YOUR GOAL: Locate the word "other" in the entries below, then gather every line that holds it.

(Collected data entries)

[Start of Attachment]

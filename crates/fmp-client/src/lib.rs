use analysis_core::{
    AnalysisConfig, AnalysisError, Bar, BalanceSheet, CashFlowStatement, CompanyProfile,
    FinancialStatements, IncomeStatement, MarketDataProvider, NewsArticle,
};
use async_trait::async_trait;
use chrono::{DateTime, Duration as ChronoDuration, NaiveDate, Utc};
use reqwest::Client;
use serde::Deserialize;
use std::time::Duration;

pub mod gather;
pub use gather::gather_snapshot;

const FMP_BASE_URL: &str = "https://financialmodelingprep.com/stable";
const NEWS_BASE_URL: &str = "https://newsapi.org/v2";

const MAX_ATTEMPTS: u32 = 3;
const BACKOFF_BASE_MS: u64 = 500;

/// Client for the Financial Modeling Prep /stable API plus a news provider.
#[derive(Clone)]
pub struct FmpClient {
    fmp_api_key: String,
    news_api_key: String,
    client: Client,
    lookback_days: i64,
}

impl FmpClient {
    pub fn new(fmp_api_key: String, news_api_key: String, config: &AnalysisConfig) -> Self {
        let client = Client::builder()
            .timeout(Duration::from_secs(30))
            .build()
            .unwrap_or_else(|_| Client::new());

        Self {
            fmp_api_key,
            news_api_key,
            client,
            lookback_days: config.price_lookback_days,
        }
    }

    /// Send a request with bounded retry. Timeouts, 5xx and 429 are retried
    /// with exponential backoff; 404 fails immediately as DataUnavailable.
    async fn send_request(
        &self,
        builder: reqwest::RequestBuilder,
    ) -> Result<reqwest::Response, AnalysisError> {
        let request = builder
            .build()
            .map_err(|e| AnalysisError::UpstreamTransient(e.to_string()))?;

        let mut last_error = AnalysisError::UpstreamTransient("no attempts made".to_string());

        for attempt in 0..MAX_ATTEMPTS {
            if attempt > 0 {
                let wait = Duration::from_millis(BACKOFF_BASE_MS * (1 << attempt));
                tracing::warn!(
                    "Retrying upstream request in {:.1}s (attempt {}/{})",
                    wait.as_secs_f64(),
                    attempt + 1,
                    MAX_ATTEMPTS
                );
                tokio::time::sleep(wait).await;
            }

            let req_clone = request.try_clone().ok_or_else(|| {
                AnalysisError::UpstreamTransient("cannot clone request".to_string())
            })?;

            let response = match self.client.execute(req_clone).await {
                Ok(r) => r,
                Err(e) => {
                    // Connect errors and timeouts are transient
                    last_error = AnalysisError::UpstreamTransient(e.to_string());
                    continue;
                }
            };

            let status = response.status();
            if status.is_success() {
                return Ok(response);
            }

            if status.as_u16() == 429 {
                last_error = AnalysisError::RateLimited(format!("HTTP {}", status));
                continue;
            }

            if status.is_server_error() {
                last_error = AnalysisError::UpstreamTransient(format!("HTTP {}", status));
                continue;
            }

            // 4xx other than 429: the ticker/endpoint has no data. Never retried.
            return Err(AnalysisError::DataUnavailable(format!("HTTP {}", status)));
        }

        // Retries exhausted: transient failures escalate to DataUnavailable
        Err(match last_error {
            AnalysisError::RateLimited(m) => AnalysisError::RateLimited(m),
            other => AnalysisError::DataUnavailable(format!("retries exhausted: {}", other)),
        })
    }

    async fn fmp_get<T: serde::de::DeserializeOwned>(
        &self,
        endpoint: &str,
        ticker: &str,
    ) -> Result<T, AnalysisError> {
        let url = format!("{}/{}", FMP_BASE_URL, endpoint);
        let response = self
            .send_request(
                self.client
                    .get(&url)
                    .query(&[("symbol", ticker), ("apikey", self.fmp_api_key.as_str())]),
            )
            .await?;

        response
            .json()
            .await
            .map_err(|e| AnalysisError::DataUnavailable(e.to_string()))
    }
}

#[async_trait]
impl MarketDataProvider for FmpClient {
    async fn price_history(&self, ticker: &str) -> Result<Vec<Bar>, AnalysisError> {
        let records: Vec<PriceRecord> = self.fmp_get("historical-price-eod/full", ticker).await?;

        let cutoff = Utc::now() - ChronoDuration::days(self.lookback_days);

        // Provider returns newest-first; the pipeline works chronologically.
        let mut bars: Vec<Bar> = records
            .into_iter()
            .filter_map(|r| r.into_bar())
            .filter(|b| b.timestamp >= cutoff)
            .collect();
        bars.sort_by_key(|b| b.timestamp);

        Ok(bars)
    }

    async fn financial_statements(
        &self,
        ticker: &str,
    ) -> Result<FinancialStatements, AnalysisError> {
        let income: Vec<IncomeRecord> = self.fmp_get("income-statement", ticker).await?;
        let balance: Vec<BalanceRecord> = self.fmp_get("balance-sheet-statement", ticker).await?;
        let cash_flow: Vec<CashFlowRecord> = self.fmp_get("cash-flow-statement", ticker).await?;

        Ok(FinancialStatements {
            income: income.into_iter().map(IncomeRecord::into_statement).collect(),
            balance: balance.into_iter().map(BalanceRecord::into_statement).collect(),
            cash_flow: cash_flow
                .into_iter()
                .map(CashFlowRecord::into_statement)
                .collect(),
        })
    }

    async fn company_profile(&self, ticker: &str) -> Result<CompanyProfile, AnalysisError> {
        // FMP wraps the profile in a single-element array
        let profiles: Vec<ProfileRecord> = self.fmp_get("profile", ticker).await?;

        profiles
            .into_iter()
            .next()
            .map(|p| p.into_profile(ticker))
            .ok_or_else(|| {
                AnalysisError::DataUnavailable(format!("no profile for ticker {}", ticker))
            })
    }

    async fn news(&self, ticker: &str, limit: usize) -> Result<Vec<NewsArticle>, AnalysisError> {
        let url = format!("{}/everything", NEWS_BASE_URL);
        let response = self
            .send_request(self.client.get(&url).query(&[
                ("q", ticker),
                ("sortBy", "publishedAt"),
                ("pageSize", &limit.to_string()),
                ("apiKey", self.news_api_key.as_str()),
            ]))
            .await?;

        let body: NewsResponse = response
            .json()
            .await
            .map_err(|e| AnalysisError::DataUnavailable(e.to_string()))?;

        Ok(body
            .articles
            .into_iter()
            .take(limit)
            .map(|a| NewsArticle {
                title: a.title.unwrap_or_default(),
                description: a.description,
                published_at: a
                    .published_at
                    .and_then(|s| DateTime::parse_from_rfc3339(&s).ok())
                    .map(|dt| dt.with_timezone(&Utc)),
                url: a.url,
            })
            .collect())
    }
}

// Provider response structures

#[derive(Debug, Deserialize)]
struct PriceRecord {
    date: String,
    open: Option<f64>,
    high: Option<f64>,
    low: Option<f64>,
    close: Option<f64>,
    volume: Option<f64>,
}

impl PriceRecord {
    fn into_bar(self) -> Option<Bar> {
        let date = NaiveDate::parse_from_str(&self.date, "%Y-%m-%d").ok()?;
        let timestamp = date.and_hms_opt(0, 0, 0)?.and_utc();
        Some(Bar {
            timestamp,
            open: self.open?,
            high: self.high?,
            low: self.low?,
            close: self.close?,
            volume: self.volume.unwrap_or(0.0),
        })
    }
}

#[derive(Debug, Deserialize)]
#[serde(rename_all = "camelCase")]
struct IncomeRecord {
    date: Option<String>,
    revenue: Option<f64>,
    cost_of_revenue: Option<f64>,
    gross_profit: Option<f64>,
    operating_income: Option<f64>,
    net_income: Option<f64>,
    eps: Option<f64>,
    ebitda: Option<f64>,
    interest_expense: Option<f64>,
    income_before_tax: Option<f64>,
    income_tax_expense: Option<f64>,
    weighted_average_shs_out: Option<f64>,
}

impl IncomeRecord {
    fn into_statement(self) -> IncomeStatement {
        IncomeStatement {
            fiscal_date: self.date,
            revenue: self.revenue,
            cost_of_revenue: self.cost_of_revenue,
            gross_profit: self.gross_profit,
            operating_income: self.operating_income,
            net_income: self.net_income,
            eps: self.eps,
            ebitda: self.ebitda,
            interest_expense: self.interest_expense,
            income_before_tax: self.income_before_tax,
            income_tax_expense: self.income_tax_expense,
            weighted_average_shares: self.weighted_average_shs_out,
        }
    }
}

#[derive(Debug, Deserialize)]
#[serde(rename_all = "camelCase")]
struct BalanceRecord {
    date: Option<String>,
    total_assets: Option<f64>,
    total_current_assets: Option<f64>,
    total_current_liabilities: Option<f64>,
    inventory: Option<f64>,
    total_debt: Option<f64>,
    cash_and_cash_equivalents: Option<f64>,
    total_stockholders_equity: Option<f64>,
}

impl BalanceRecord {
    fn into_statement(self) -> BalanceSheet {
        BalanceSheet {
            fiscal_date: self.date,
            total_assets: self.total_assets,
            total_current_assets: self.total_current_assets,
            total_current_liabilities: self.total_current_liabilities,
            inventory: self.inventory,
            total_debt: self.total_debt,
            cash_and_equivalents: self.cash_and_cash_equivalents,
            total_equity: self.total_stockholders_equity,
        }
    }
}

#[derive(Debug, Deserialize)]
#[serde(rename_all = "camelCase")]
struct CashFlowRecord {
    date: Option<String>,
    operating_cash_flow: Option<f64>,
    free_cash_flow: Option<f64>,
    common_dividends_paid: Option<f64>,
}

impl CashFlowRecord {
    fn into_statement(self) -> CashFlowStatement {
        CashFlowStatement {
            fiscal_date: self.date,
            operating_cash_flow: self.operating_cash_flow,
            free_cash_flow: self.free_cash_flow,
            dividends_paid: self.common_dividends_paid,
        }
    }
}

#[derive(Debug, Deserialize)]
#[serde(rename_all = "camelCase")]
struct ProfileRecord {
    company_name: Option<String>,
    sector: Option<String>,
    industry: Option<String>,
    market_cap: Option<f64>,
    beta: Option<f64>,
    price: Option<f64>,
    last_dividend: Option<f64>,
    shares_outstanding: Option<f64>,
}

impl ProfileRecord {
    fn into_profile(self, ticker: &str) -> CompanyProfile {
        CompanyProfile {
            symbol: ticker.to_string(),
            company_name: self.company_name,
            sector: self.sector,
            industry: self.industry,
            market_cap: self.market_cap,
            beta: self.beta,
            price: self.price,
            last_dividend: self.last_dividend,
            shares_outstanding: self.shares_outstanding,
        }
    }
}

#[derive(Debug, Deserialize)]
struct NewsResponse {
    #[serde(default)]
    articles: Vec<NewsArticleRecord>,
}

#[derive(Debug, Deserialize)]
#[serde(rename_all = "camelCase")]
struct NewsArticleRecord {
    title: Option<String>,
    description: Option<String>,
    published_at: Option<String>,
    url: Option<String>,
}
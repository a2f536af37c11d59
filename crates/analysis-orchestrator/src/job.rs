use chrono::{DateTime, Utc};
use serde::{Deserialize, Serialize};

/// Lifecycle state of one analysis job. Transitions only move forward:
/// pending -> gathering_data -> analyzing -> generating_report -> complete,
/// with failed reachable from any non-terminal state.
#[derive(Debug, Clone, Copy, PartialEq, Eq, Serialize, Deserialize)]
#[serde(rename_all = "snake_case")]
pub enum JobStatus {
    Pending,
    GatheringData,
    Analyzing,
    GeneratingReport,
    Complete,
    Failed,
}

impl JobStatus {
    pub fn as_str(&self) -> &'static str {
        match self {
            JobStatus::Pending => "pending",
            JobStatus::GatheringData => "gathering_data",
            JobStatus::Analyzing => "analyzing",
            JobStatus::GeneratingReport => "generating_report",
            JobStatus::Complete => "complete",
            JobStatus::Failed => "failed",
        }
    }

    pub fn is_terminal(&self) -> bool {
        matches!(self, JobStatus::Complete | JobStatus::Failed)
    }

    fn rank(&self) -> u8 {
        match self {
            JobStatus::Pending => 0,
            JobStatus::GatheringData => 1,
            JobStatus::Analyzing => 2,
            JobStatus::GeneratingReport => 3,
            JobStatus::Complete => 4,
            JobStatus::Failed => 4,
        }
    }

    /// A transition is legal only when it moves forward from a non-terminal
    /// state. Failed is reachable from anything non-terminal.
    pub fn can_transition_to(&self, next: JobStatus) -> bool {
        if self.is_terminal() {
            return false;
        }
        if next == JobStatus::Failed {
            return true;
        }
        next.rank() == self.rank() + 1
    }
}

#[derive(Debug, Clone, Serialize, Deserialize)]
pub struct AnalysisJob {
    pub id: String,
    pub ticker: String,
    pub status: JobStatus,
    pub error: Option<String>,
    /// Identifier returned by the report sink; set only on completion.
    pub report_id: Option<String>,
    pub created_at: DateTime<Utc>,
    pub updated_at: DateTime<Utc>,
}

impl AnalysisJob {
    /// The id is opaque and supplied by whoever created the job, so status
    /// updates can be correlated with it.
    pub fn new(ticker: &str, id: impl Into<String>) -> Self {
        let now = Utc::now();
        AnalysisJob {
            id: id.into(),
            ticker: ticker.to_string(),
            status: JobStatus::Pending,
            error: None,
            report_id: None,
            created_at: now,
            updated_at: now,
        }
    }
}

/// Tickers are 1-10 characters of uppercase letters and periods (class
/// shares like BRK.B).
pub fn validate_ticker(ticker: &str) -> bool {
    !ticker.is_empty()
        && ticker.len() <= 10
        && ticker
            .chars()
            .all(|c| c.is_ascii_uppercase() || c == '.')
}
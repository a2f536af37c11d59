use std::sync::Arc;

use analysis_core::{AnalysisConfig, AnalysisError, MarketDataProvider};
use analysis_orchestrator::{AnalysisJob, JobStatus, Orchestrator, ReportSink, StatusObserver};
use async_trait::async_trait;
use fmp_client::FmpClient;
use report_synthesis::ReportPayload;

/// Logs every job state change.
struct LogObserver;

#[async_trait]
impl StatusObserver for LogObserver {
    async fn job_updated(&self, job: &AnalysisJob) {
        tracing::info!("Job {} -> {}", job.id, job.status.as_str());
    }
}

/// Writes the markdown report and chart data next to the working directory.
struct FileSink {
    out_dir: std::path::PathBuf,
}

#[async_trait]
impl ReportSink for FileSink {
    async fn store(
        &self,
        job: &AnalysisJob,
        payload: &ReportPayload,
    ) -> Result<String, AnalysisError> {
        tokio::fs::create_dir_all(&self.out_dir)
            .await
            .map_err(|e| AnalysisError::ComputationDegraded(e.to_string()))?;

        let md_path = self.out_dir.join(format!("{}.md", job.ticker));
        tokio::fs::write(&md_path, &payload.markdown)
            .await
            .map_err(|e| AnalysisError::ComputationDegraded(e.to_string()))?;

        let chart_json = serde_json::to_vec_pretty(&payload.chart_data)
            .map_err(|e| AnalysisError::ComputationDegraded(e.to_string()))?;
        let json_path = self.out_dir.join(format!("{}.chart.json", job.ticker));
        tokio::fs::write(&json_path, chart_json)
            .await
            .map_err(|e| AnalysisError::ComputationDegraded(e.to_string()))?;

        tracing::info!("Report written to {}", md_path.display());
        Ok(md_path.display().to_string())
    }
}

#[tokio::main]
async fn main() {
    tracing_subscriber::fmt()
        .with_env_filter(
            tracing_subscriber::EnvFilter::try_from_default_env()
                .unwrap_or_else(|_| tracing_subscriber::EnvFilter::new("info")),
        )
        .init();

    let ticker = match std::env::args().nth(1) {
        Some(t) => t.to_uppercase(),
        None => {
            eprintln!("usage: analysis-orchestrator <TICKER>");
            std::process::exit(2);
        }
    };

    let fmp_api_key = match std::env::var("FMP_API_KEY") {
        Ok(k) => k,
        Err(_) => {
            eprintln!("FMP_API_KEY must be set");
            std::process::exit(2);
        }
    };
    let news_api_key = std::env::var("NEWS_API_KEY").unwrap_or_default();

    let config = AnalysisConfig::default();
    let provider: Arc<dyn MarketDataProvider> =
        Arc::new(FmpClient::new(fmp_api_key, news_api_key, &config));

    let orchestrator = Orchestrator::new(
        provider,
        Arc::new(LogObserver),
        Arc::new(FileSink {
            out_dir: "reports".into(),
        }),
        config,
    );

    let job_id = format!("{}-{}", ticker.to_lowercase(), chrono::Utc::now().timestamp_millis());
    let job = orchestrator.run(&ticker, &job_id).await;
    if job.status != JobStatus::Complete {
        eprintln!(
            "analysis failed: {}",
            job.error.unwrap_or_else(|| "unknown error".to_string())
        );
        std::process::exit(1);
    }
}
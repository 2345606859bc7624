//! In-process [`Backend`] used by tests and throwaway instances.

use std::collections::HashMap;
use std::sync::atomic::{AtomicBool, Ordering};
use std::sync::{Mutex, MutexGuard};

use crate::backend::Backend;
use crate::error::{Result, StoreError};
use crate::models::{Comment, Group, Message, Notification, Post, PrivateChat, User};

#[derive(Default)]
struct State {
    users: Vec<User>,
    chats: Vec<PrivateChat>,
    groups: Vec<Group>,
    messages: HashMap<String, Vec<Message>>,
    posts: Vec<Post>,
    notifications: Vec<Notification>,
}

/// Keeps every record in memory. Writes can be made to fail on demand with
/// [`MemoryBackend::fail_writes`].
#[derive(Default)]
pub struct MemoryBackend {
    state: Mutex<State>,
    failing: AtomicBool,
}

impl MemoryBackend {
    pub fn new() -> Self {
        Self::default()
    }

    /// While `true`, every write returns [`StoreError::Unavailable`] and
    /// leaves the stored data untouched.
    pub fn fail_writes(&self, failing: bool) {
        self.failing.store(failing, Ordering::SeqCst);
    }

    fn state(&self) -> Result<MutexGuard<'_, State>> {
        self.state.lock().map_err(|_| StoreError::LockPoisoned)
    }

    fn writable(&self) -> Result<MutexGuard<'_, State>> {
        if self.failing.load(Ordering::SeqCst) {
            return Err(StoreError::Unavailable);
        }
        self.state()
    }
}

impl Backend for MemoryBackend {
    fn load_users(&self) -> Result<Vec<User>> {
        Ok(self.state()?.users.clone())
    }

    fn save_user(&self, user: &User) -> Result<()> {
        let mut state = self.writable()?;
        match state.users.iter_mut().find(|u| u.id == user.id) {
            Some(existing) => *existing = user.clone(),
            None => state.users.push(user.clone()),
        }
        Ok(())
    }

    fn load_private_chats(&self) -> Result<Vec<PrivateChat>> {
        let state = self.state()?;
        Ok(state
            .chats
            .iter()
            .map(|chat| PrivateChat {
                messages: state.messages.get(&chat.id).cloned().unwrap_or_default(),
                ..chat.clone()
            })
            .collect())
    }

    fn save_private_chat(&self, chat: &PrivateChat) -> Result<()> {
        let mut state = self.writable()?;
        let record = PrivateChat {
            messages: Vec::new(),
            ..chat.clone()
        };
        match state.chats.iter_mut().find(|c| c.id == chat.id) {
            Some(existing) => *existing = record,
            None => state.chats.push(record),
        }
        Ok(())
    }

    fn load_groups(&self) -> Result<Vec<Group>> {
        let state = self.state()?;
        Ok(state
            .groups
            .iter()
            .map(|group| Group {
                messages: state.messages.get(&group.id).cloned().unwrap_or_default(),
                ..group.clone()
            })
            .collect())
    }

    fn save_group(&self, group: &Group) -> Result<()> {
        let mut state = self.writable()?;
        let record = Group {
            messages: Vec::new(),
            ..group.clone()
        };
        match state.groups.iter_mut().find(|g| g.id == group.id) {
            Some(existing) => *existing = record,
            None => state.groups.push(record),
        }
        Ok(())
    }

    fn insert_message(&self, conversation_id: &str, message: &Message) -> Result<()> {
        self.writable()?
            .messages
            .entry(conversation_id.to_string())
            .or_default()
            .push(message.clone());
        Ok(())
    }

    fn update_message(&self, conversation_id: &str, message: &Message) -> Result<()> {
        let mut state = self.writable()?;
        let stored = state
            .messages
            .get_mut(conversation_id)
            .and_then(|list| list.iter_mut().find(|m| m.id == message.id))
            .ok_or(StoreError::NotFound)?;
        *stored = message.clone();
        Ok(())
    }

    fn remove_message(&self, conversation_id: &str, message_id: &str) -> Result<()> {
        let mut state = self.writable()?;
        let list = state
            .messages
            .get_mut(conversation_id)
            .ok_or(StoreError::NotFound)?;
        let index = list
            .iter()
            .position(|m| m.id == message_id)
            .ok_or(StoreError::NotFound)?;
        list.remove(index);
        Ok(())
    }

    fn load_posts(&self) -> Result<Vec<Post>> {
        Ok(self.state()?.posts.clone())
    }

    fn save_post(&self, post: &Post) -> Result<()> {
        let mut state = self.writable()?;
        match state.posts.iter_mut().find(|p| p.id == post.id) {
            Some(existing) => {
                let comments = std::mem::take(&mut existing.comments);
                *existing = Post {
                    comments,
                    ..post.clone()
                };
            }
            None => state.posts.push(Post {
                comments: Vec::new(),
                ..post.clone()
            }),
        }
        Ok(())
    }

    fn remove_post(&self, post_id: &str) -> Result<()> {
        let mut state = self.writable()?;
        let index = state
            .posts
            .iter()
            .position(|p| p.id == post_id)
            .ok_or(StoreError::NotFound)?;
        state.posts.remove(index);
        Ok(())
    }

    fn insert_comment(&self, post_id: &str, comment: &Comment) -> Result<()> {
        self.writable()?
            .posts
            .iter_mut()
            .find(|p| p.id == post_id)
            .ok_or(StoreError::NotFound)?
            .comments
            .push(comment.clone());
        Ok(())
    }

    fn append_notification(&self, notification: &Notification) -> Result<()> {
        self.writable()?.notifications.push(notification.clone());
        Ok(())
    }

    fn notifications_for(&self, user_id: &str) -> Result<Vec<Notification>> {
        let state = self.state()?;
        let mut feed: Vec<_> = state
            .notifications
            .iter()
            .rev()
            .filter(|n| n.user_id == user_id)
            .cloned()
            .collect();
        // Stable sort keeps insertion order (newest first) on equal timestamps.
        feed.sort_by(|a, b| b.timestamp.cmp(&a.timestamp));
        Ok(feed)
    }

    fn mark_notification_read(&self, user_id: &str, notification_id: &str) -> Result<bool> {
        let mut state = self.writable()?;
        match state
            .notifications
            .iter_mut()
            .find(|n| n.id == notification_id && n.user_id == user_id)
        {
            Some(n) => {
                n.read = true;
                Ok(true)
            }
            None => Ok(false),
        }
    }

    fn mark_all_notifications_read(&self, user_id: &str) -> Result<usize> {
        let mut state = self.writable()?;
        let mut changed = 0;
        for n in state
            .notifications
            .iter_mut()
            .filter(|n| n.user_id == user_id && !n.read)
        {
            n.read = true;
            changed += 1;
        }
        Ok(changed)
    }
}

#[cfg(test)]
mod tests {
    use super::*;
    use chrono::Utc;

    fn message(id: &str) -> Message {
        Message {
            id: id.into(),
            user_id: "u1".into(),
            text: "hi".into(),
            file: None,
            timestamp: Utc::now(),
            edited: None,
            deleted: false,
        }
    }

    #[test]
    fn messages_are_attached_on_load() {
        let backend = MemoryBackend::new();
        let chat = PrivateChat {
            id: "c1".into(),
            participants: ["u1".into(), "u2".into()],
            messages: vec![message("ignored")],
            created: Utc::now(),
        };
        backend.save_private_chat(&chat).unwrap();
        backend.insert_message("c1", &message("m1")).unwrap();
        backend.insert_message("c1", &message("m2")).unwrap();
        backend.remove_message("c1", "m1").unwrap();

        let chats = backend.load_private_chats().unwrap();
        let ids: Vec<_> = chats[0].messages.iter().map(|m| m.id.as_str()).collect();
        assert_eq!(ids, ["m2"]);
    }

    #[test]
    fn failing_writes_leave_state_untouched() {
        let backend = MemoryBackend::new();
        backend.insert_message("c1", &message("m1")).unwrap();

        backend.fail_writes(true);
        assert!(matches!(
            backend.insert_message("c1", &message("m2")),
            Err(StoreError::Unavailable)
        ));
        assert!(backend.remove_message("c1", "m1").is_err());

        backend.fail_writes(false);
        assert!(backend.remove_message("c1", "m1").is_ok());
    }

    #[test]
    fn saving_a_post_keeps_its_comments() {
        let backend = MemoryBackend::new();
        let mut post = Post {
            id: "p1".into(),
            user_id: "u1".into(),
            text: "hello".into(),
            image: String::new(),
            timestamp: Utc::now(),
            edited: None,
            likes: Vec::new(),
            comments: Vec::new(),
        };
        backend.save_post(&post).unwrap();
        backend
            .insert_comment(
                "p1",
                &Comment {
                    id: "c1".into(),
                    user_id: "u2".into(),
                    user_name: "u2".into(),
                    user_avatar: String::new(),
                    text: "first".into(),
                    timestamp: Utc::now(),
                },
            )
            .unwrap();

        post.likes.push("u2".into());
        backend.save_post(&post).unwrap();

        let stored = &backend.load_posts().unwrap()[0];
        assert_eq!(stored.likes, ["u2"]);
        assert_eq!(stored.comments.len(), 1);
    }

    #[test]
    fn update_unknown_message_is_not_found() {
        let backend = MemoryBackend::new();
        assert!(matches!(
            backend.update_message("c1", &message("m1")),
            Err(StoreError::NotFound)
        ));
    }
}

[End of Attachment]

SOLVED PROBLEM:
            // 4xx other than 429: the ticker/endpoint has no data. Never retried.
            other => AnalysisError::DataUnavailable(format!("retries exhausted: {}", other)),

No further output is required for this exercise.